Under the heading "Stop them before they shoot again", the New York Times catalogues one of those thoroughly modern maladies: the tendency of some people when they get a digital camera to point and shoot and send ... and shoot and send ... and shoot and send.
You can empathise, can you not, with Suzanne Weber?
THE baby pictures just kept coming. At least once a month Suzanne Weber opened her e-mail to find the same friend had sent a link to as many as 50 pictures, often including multiple shots of the same child at the same moment at slightly different angles. Finally Ms. Weber, who enjoys the occasional digital baby snapshot as much as anyone, stopped responding, and the friend, taking the hint, stopped sending.

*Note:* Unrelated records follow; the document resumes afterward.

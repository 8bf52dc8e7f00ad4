//! Infrastructure error conversions.

pub mod conversions;

pub use conversions::InfraError;
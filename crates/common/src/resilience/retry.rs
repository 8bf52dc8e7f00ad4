//! Backoff strategies for retry loops

use std::time::Duration;

/// Backoff strategy for retry delays
#[derive(Debug, Clone, PartialEq)]
pub enum BackoffStrategy {
    /// Fixed delay between retries
    Fixed(Duration),
    /// Linear backoff: initial_delay + (attempt * increment)
    Linear { initial_delay: Duration, increment: Duration },
    /// Exponential backoff: initial_delay * base^attempt, capped at max_delay
    Exponential { initial_delay: Duration, base: f64, max_delay: Duration },
}

impl BackoffStrategy {
    /// Doubling backoff starting at `initial_delay`, capped at `max_delay`.
    #[must_use]
    pub const fn doubling(initial_delay: Duration, max_delay: Duration) -> Self {
        Self::Exponential { initial_delay, base: 2.0, max_delay }
    }

    /// Calculate the delay before retry number `attempt`.
    ///
    /// For `Exponential`, attempt `n` waits `initial_delay * base^n`, so a
    /// 1s doubling strategy yields 2s for the first retry and 4s for the
    /// second.
    #[must_use]
    #[allow(clippy::cast_possible_truncation, clippy::cast_sign_loss, clippy::cast_precision_loss)]
    pub fn calculate_delay(&self, attempt: u32) -> Duration {
        match self {
            Self::Fixed(delay) => *delay,
            Self::Linear { initial_delay, increment } => {
                initial_delay.saturating_add(increment.saturating_mul(attempt))
            }
            Self::Exponential { initial_delay, base, max_delay } => {
                let exponent = i32::try_from(attempt).unwrap_or(i32::MAX);
                let delay = initial_delay.as_millis() as f64 * base.powi(exponent);
                let delay_ms = delay.min(max_delay.as_millis() as f64).max(0.0) as u64;
                Duration::from_millis(delay_ms)
            }
        }
    }
}

#[cfg(test)]
mod tests {
    use super::*;

    #[test]
    fn fixed_delay_is_constant() {
        let strategy = BackoffStrategy::Fixed(Duration::from_millis(250));
        assert_eq!(strategy.calculate_delay(0), Duration::from_millis(250));
        assert_eq!(strategy.calculate_delay(7), Duration::from_millis(250));
    }

    #[test]
    fn linear_grows_by_increment() {
        let strategy = BackoffStrategy::Linear {
            initial_delay: Duration::from_millis(100),
            increment: Duration::from_millis(50),
        };
        assert_eq!(strategy.calculate_delay(0), Duration::from_millis(100));
        assert_eq!(strategy.calculate_delay(3), Duration::from_millis(250));
    }

    #[test]
    fn exponential_doubles_until_cap() {
        let strategy =
            BackoffStrategy::doubling(Duration::from_millis(1000), Duration::from_secs(30));
        assert_eq!(strategy.calculate_delay(1), Duration::from_secs(2));
        assert_eq!(strategy.calculate_delay(2), Duration::from_secs(4));
        assert_eq!(strategy.calculate_delay(4), Duration::from_secs(16));
        assert_eq!(strategy.calculate_delay(5), Duration::from_secs(30));
        assert_eq!(strategy.calculate_delay(u32::MAX), Duration::from_secs(30));
    }
}
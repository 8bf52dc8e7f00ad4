//! reqwest-backed implementation of the core `HttpTransport` port.

pub mod client;

pub use client::{ReqwestTransport, ReqwestTransportBuilder};
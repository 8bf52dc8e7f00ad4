//! Token refresh listener registry

use std::panic::{catch_unwind, AssertUnwindSafe};
use std::sync::{Arc, Weak};

use authkit_domain::TokenResponse;
use parking_lot::Mutex;
use tracing::warn;
use uuid::Uuid;

/// Callback invoked with the new tokens after every successful refresh.
pub type RefreshCallback = Arc<dyn Fn(&TokenResponse) + Send + Sync>;

/// Run a user callback, logging and swallowing a panic.
pub(crate) fn call_guarded(callback: &'static str, f: impl FnOnce()) {
    if catch_unwind(AssertUnwindSafe(f)).is_err() {
        warn!(callback, "refresh callback panicked; continuing");
    }
}

/// Listeners notified after every successful refresh.
#[derive(Default)]
pub struct RefreshListeners {
    entries: Mutex<Vec<(Uuid, RefreshCallback)>>,
}

impl RefreshListeners {
    /// Empty registry, shared so subscriptions can hold a weak handle.
    pub fn new() -> Arc<Self> {
        Arc::new(Self::default())
    }

    /// Register `callback` and return the handle that removes it.
    pub fn subscribe(self: &Arc<Self>, callback: RefreshCallback) -> Subscription {
        let id = Uuid::new_v4();
        self.entries.lock().push((id, callback));
        Subscription { id, registry: Arc::downgrade(self) }
    }

    fn remove(&self, id: Uuid) -> bool {
        let mut entries = self.entries.lock();
        let before = entries.len();
        entries.retain(|(entry_id, _)| *entry_id != id);
        entries.len() != before
    }

    /// Call every listener with `tokens`. Listeners registered or removed
    /// while this runs take effect on the next notification.
    pub fn notify(&self, tokens: &TokenResponse) {
        let snapshot: Vec<RefreshCallback> =
            self.entries.lock().iter().map(|(_, callback)| Arc::clone(callback)).collect();
        for callback in snapshot {
            call_guarded("on_token_refresh", || callback(tokens));
        }
    }

    /// Number of registered listeners.
    pub fn len(&self) -> usize {
        self.entries.lock().len()
    }

    /// `true` when no listener is registered.
    pub fn is_empty(&self) -> bool {
        self.entries.lock().is_empty()
    }
}

impl std::fmt::Debug for RefreshListeners {
    fn fmt(&self, f: &mut std::fmt::Formatter<'_>) -> std::fmt::Result {
        f.debug_struct("RefreshListeners").field("len", &self.len()).finish()
    }
}

/// Registration returned by `on_token_refresh`.
///
/// Dropping it leaves the listener registered; call
/// [`unsubscribe`](Self::unsubscribe) to remove it.
#[derive(Debug, Clone)]
pub struct Subscription {
    id: Uuid,
    registry: Weak<RefreshListeners>,
}

impl Subscription {
    /// Identifier of the registered listener.
    pub const fn id(&self) -> Uuid {
        self.id
    }

    /// Remove the listener. Returns `false` if it was already removed or the
    /// client is gone.
    pub fn unsubscribe(&self) -> bool {
        self.registry.upgrade().is_some_and(|registry| registry.remove(self.id))
    }
}
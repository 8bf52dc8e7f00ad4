//! OIDC discovery and JWKS retrieval with per-client TTL caches
//!
//! A cache entry is replaced whole on a successful fetch and left untouched
//! on failure. Stale entries are never served.

use std::sync::Arc;
use std::time::{Duration, Instant};

use authkit_domain::{AuthError, JsonWebKeySet, OidcDiscoveryDocument, Result};
use parking_lot::Mutex;
use tracing::debug;

use super::http::send;
use super::ports::{HttpRequest, HttpTransport};

struct CacheEntry<T> {
    fetched_at: Instant,
    value: Arc<T>,
}

/// Single-value cache that expires `ttl` after the value was stored.
pub struct TimedCache<T> {
    ttl: Duration,
    slot: Mutex<Option<CacheEntry<T>>>,
}

impl<T> TimedCache<T> {
    pub const fn new(ttl: Duration) -> Self {
        Self { ttl, slot: Mutex::new(None) }
    }

    pub const fn ttl(&self) -> Duration {
        self.ttl
    }

    /// The cached value if it is younger than the TTL at `now`.
    pub fn get(&self, now: Instant) -> Option<Arc<T>> {
        self.slot
            .lock()
            .as_ref()
            .filter(|entry| now.saturating_duration_since(entry.fetched_at) < self.ttl)
            .map(|entry| Arc::clone(&entry.value))
    }

    pub fn store(&self, value: T, now: Instant) -> Arc<T> {
        let value = Arc::new(value);
        *self.slot.lock() = Some(CacheEntry { fetched_at: now, value: Arc::clone(&value) });
        value
    }

    pub fn invalidate(&self) {
        self.slot.lock().take();
    }
}

impl<T> std::fmt::Debug for TimedCache<T> {
    fn fmt(&self, f: &mut std::fmt::Formatter<'_>) -> std::fmt::Result {
        f.debug_struct("TimedCache")
            .field("ttl", &self.ttl)
            .field("populated", &self.slot.lock().is_some())
            .finish()
    }
}

/// GET the discovery document at `url`.
///
/// # Errors
/// Every failure, including transport errors, is `AuthError::Discovery`.
pub async fn fetch_discovery_document<T: HttpTransport + ?Sized>(
    transport: &T,
    url: &str,
) -> Result<OidcDiscoveryDocument> {
    let response = send(transport, HttpRequest::get(url))
        .await
        .map_err(|e| AuthError::Discovery(format!("GET {url} failed: {e}")))?;
    if !response.is_success() {
        return Err(AuthError::Discovery(format!("GET {url} returned {}", response.status)));
    }
    let document: OidcDiscoveryDocument = response
        .json()
        .map_err(|e| AuthError::Discovery(format!("invalid discovery document: {e}")))?;
    debug!(issuer = %document.issuer, jwks_uri = %document.jwks_uri, "discovery document fetched");
    Ok(document)
}

/// GET the key set at `jwks_uri`.
///
/// # Errors
/// Every failure, including transport errors, is `AuthError::Jwks`.
pub async fn fetch_key_set<T: HttpTransport + ?Sized>(
    transport: &T,
    jwks_uri: &str,
) -> Result<JsonWebKeySet> {
    let response = send(transport, HttpRequest::get(jwks_uri))
        .await
        .map_err(|e| AuthError::Jwks(format!("GET {jwks_uri} failed: {e}")))?;
    if !response.is_success() {
        return Err(AuthError::Jwks(format!("GET {jwks_uri} returned {}", response.status)));
    }
    let keys: JsonWebKeySet =
        response.json().map_err(|e| AuthError::Jwks(format!("invalid key set: {e}")))?;
    debug!(keys = keys.keys.len(), "signing keys fetched");
    Ok(keys)
}

#[cfg(test)]
mod tests {
    use serde_json::json;

    use super::*;
    use crate::auth::ports::{HttpMethod, TransportError};
    use crate::testing::MockTransport;

    #[test]
    fn cache_expires_after_ttl() {
        let cache = TimedCache::new(Duration::from_secs(60));
        let start = Instant::now();
        assert!(cache.get(start).is_none());

        cache.store(7, start);
        assert_eq!(cache.get(start + Duration::from_secs(59)).as_deref(), Some(&7));
        assert!(cache.get(start + Duration::from_secs(60)).is_none());

        cache.store(8, start + Duration::from_secs(60));
        assert_eq!(cache.get(start + Duration::from_secs(61)).as_deref(), Some(&8));

        cache.invalidate();
        assert!(cache.get(start + Duration::from_secs(61)).is_none());
    }

    #[tokio::test]
    async fn discovery_errors_are_discovery_errors() {
        let transport = MockTransport::new();
        let url = "https://id.example.com/.well-known/openid-configuration";

        transport.respond(HttpMethod::Get, url, 500, "oops");
        let err = fetch_discovery_document(&transport, url).await.unwrap_err();
        assert!(matches!(err, AuthError::Discovery(_)));

        let transport = MockTransport::new();
        transport.fail(HttpMethod::Get, url, TransportError::Connect("refused".into()));
        let err = fetch_discovery_document(&transport, url).await.unwrap_err();
        assert!(matches!(err, AuthError::Discovery(msg) if msg.contains("refused")));

        let transport = MockTransport::new();
        transport.respond_json(HttpMethod::Get, url, 200, json!({"issuer": "x"}));
        let err = fetch_discovery_document(&transport, url).await.unwrap_err();
        assert!(matches!(err, AuthError::Discovery(_)));
    }

    #[tokio::test]
    async fn key_set_errors_are_jwks_errors() {
        let transport = MockTransport::new();
        let url = "https://id.example.com/jwks";
        transport.respond(HttpMethod::Get, url, 404, "");
        assert!(matches!(fetch_key_set(&transport, url).await, Err(AuthError::Jwks(_))));

        let transport = MockTransport::new();
        transport.respond_json(HttpMethod::Get, url, 200, json!({"keys": []}));
        assert!(fetch_key_set(&transport, url).await.unwrap().keys.is_empty());
    }
}
//! Unsigned JWT builder for tests

use base64::engine::general_purpose::URL_SAFE_NO_PAD;
use base64::Engine;
use serde_json::{json, Map, Value};

/// Builds compact JWTs with `alg: none` and a placeholder signature.
///
/// The decoder never checks signatures, so these are enough for anything
/// except `verify_token`.
#[derive(Debug, Clone)]
pub struct TestTokenBuilder {
    claims: Map<String, Value>,
}

impl TestTokenBuilder {
    pub fn new(sub: &str) -> Self {
        let mut claims = Map::new();
        claims.insert("sub".to_string(), json!(sub));
        Self { claims }
    }

    #[must_use]
    pub fn claim(mut self, key: &str, value: Value) -> Self {
        self.claims.insert(key.to_string(), value);
        self
    }

    #[must_use]
    pub fn expires_at(self, exp: i64) -> Self {
        self.claim("exp", json!(exp))
    }

    #[must_use]
    pub fn issued_at(self, iat: i64) -> Self {
        self.claim("iat", json!(iat))
    }

    #[must_use]
    pub fn issuer(self, iss: &str) -> Self {
        self.claim("iss", json!(iss))
    }

    #[must_use]
    pub fn audience<I, S>(self, audiences: I) -> Self
    where
        I: IntoIterator<Item = S>,
        S: Into<String>,
    {
        let audiences: Vec<String> = audiences.into_iter().map(Into::into).collect();
        self.claim("aud", json!(audiences))
    }

    #[must_use]
    pub fn scope(self, scope: &str) -> Self {
        self.claim("scope", json!(scope))
    }

    #[must_use]
    pub fn acr(self, acr: &str) -> Self {
        self.claim("acr", json!(acr))
    }

    #[must_use]
    pub fn email(self, email: &str) -> Self {
        self.claim("email", json!(email))
    }

    #[must_use]
    pub fn roles(self, roles: &[&str]) -> Self {
        self.claim("roles", json!(roles))
    }

    #[must_use]
    pub fn permissions(self, permissions: &[&str]) -> Self {
        self.claim("permissions", json!(permissions))
    }

    /// The claims object as it will be encoded.
    pub fn claims(&self) -> Value {
        Value::Object(self.claims.clone())
    }

    pub fn build(&self) -> String {
        let header = URL_SAFE_NO_PAD.encode(br#"{"alg":"none","typ":"JWT"}"#);
        let payload = URL_SAFE_NO_PAD.encode(self.claims().to_string());
        format!("{header}.{payload}.unsigned")
    }
}
//! Domain-level constants shared by the client and its configuration.

/// Scope requested when the caller does not supply one.
pub const DEFAULT_SCOPE: &str = "openid profile email";

/// Path prefix of the auth API below the issuer URL.
pub const DEFAULT_AUTH_PATH: &str = "/auth";

/// Path of the OIDC discovery document below the issuer URL.
pub const DISCOVERY_PATH: &str = "/.well-known/openid-configuration";

pub const DEFAULT_DISCOVERY_CACHE_TTL_SECS: u64 = 3600;
pub const DEFAULT_HTTP_TIMEOUT_SECS: u64 = 30;
pub const DEFAULT_CLOCK_TOLERANCE_SECS: u64 = 30;

// Auto-refresh defaults
pub const DEFAULT_REFRESH_BEFORE_EXPIRY_SECS: u64 = 60;
pub const DEFAULT_REFRESH_MAX_RETRIES: u32 = 3;
pub const REFRESH_BACKOFF_INITIAL_MS: u64 = 1000;
pub const REFRESH_BACKOFF_MAX_MS: u64 = 30_000;

// PKCE (RFC 7636 section 4.1)
pub const PKCE_VERIFIER_MIN_LEN: usize = 43;
pub const PKCE_VERIFIER_MAX_LEN: usize = 128;
pub const PKCE_DEFAULT_VERIFIER_LEN: usize = 64;
pub const PKCE_CHALLENGE_METHOD: &str = "S256";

Ms. Weber, who estimates she will view more than 1000 digital pictures this year of friends, family and their assorted offspring, has some heart-felt advice for the undiscriminating snapper:
"Edit your pictures, people."
A writer in Brooklyn whose pen name is Anita Liberty, she suggests no more than three pictures by e-mail, no more than 12 to an online "album," no albums more than twice a year, with possible exceptions only for grandparents and best friends.
What with America's amateur photographers producing 28 billion digital pictures last year, 6 billion more than they shot on film - even though only half as many own a digital camera - some critics are suggesting that the power of images is at risk of being diluted by sheer volume.
We can't agree. Great images are timeless, and even the merely good can live in the memory. But capturing those sort of images requires a certain amount of knowledge and skill, patience and sometimes luck. We hope we can contribute somewhat to the art of taking pictures that will make the people who see them want to see more.